Department of Renal Medicine, Westmead Hospital, Westmead, NSW, Sydney, Australia.
Transplantation. 2011 Dec 27;92(12):1327-34. doi: 10.1097/TP.0b013e3182384b57.
Pneumocystis jirovecii pneumonia (PJP) is an important infection-related complication, whose mode of transmission remains uncertain.
We investigated a nosocomial cluster of 14 PJP cases (11 confirmed and 3 probable) in kidney transplant recipients using epidemiological and genotyping methods.
Poisson regression calculated an incidence density ratio of 42.8 (95% confidence interval [CI], 14.1-129.3) versus background 0.64 cases of 1000 patient-years (P<0.001). All patients presented with respiratory failure, 10 required ventilation, two died, and six transplants failed, costing $31,854 (±SD $26,048) per patient. Four-locus multilocus sequence typing analysis using DNA extracts from 11 confirmed cases identified two closely related genotypes, with 9 of 11 sharing an identical composite multilocus sequence typing genotype. Contact tracing found colocalization of cases within clinic waiting areas, suggesting person-to-person transmission. Minimal and maximal PJP incubation periods were 124±83 to 172±71 days, respectively. Oropharyngeal washes from outpatient staff and ambient air samples were negative for P. jirovecii DNA. Cohort analysis (14 cases vs. 324 unaffected clinic control patients) identified independent risk factors including previous cytomegalovirus infection (odds ratio [OR], 65.9; 95% CI, 7.9-550; P<0.001), underlying pulmonary disease (OR, 10.1; 95% CI, 2.3-45.0; P=0.002), and transplant dysfunction (OR=1.61 per 10 mL/min/1.73 m, 95% CI, 1.15-2.25, P=0.006). The outbreak was controlled by reintroduction of trimethoprim/sulfamethoxazole prophylaxis to all potentially exposed clinic patients and its extension to 12 months in recent recipients.

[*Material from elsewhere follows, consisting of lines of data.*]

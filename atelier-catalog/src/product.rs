use atelier_core::Metadata;
use rust_decimal::Decimal;
use serde::{Deserialize, Serialize};

use crate::pricing::PricingTier;

/// Metadata keys written for every catalog entry
pub mod keys {
    pub const ID: &str = "id";
    pub const CATEGORY: &str = "category";
    pub const TIER: &str = "tier";
    pub const KEY: &str = "key";
    pub const NAME: &str = "name";
    pub const CURRENCY: &str = "currency";
    pub const INTERVAL: &str = "interval";
    pub const TEMPLATE_COUNT: &str = "template_count";
}

/// Billing period of a recurring price
#[derive(Debug, Clone, Copy, Serialize, Deserialize, PartialEq, Eq)]
#[serde(rename_all = "snake_case")]
pub enum BillingInterval {
    Month,
    Year,
}

impl BillingInterval {
    pub fn as_str(&self) -> &'static str {
        match self {
            BillingInterval::Month => "month",
            BillingInterval::Year => "year",
        }
    }
}

/// A declared, non-per-item catalog entry (bundle, vault, subscription, enterprise)
#[derive(Debug, Clone, Serialize, Deserialize, PartialEq)]
pub struct TierEntry {
    pub tier: PricingTier,
    /// Input key for the tier's price rule (category name, interval, plan)
    pub key: String,
    pub name: String,
    #[serde(default)]
    pub interval: Option<BillingInterval>,
    #[serde(default)]
    pub extra: Metadata,
}

impl TierEntry {
    pub fn new(tier: PricingTier, key: impl Into<String>, name: impl Into<String>) -> Self {
        Self {
            tier,
            key: key.into(),
            name: name.into(),
            interval: None,
            extra: Metadata::new(),
        }
    }

    pub fn with_interval(mut self, interval: BillingInterval) -> Self {
        self.interval = Some(interval);
        self
    }

    pub fn with_extra(mut self, key: &str, value: impl ToString) -> Self {
        self.extra.insert(key.to_string(), value.to_string());
        self
    }
}

/// Identifies one entry of a catalog run
#[derive(Debug, Clone, Serialize, Deserialize, PartialEq, Eq)]
#[serde(tag = "kind", rename_all = "snake_case")]
pub enum EntryRef {
    Item { id: i64 },
    Tier { tier: PricingTier, key: String },
}

impl std::fmt::Display for EntryRef {
    fn fmt(&self, f: &mut std::fmt::Formatter<'_>) -> std::fmt::Result {
        match self {
            EntryRef::Item { id } => write!(f, "item #{}", id),
            EntryRef::Tier { tier, key } => write!(f, "{} '{}'", tier, key),
        }
    }
}

/// A priced entry ready to be handed to the provisioner
#[derive(Debug, Clone, Serialize, Deserialize, PartialEq)]
pub struct PlannedEntry {
    pub entry: EntryRef,
    pub tier: PricingTier,
    pub amount: Decimal,
    pub metadata: Metadata,
}

/// The outcome of provisioning one catalog entry
#[derive(Debug, Clone, Serialize, Deserialize, PartialEq)]
pub struct ProvisioningRecord {
    pub external_product_id: String,
    pub external_price_id: String,
    pub tier: PricingTier,
    pub amount: Decimal,
    pub metadata: Metadata,
}

impl ProvisioningRecord {
    pub fn item_id(&self) -> Option<i64> {
        self.metadata.get(keys::ID).and_then(|id| id.parse().ok())
    }
}
use std::sync::Arc;

use atelier_catalog::{Catalog, CatalogGenerator};
use atelier_fulfillment::DeliveryService;
use tokio_util::sync::CancellationToken;

#[derive(Clone)]
pub struct AppState {
    pub catalog: Arc<Catalog>,
    pub generator: Arc<CatalogGenerator>,
    pub delivery: Arc<DeliveryService>,
    /// Cancelled on shutdown; stops provisioning runs in progress
    pub shutdown: CancellationToken,
}
use std::path::{Component, Path, PathBuf};
use std::time::Duration;

use async_trait::async_trait;
use atelier_core::{CoreError, CoreResult, ObjectStore};
use chrono::Utc;
use tracing::debug;

/// Object store backed by a local directory
#[derive(Debug, Clone)]
pub struct LocalObjectStore {
    root: PathBuf,
    base_url: String,
}

impl LocalObjectStore {
    pub fn new(root: impl Into<PathBuf>, base_url: impl Into<String>) -> Self {
        Self {
            root: root.into(),
            base_url: base_url.into().trim_end_matches('/').to_string(),
        }
    }

    fn resolve(&self, key: &str) -> CoreResult<PathBuf> {
        let relative = Path::new(key);
        let escapes = relative
            .components()
            .any(|c| !matches!(c, Component::Normal(_)));
        if key.is_empty() || escapes {
            return Err(CoreError::ValidationError(format!("invalid object key: {:?}", key)));
        }
        Ok(self.root.join(relative))
    }
}

#[async_trait]
impl ObjectStore for LocalObjectStore {
    async fn put_object(&self, key: &str, body: Vec<u8>) -> CoreResult<()> {
        let path = self.resolve(key)?;
        let io_err = |e: std::io::Error| CoreError::InternalError(format!("{}: {}", key, e));

        if key.ends_with('/') {
            tokio::fs::create_dir_all(&path).await.map_err(io_err)?;
        } else {
            if let Some(parent) = path.parent() {
                tokio::fs::create_dir_all(parent).await.map_err(io_err)?;
            }
            tokio::fs::write(&path, body).await.map_err(io_err)?;
        }

        debug!(key, "Object stored");
        Ok(())
    }

    async fn presign_get(&self, key: &str, expires_in: Duration) -> CoreResult<String> {
        self.resolve(key)?;
        let expires = i64::try_from(expires_in.as_secs())
            .ok()
            .and_then(|secs| Utc::now().timestamp().checked_add(secs))
            .ok_or_else(|| CoreError::ValidationError(format!("link expiry out of range: {:?}", expires_in)))?;
        Ok(format!("{}/{}?expires={}", self.base_url, key, expires))
    }
}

Nosocomial PJP clusters are likely due to interhuman transmission by airborne droplets to susceptible hosts. Prompt recognition and a strategy of early preemptive blanket PJP prophylaxis to all exposed transplant clinic recipients from the third confirmed case are recommended to limit outbreak escalation.
卡氏肺孢子虫肺炎(PJP)是一种重要的感染相关并发症,其传播方式仍不确定。
我们使用流行病学和基因分型方法调查了 14 例肾移植受者中发生的医院感染群集性卡氏肺孢子虫肺炎(PJP)病例(11 例确诊,3 例可能)。
泊松回归计算出的发病率密度比为 42.8(95%置信区间[CI],14.1-129.3),而背景中每 1000 患者年发生 0.64 例(P<0.001)。所有患者均出现呼吸衰竭,10 例需要通气,2 例死亡,6 例移植失败,每位患者的费用为 31854 美元(±SD 26048 美元)。使用 11 例确诊病例的 DNA 提取物进行的 4 基因座多位点序列分型分析确定了两种密切相关的基因型,其中 11 例中有 9 例具有相同的复合多位点序列分型基因型。接触追踪发现病例在诊所候诊区的位置接近,提示人与人之间的传播。最小和最大卡氏肺孢子虫肺炎潜伏期分别为 124±83 至 172±71 天。门诊工作人员的咽拭子和环境空气样本均未检测到卡氏肺孢子虫 DNA。队列分析(14 例病例与 324 例未受影响的诊所对照患者)确定了独立的危险因素,包括既往巨细胞病毒感染(比值比[OR],65.9;95%CI,7.9-550;P<0.001)、基础肺部疾病(OR,10.1;95%CI,2.3-45.0;P=0.002)和移植功能障碍(每 10 毫升/分钟/1.73 米增加 1.61,95%CI,1.15-2.25,P=0.006)。通过重新向所有潜在暴露的诊所患者引入复方磺胺甲噁唑预防性治疗,并将其扩展至最近接受移植的患者 12 个月,从而控制了该暴发。
医院获得性 PJP 群集可能是由于空气中飞沫传播给易感宿主。建议从第 3 例确诊病例开始,立即识别并对所有暴露于移植诊所的受者进行早期预防性普适性 PJP 预防,以限制暴发升级。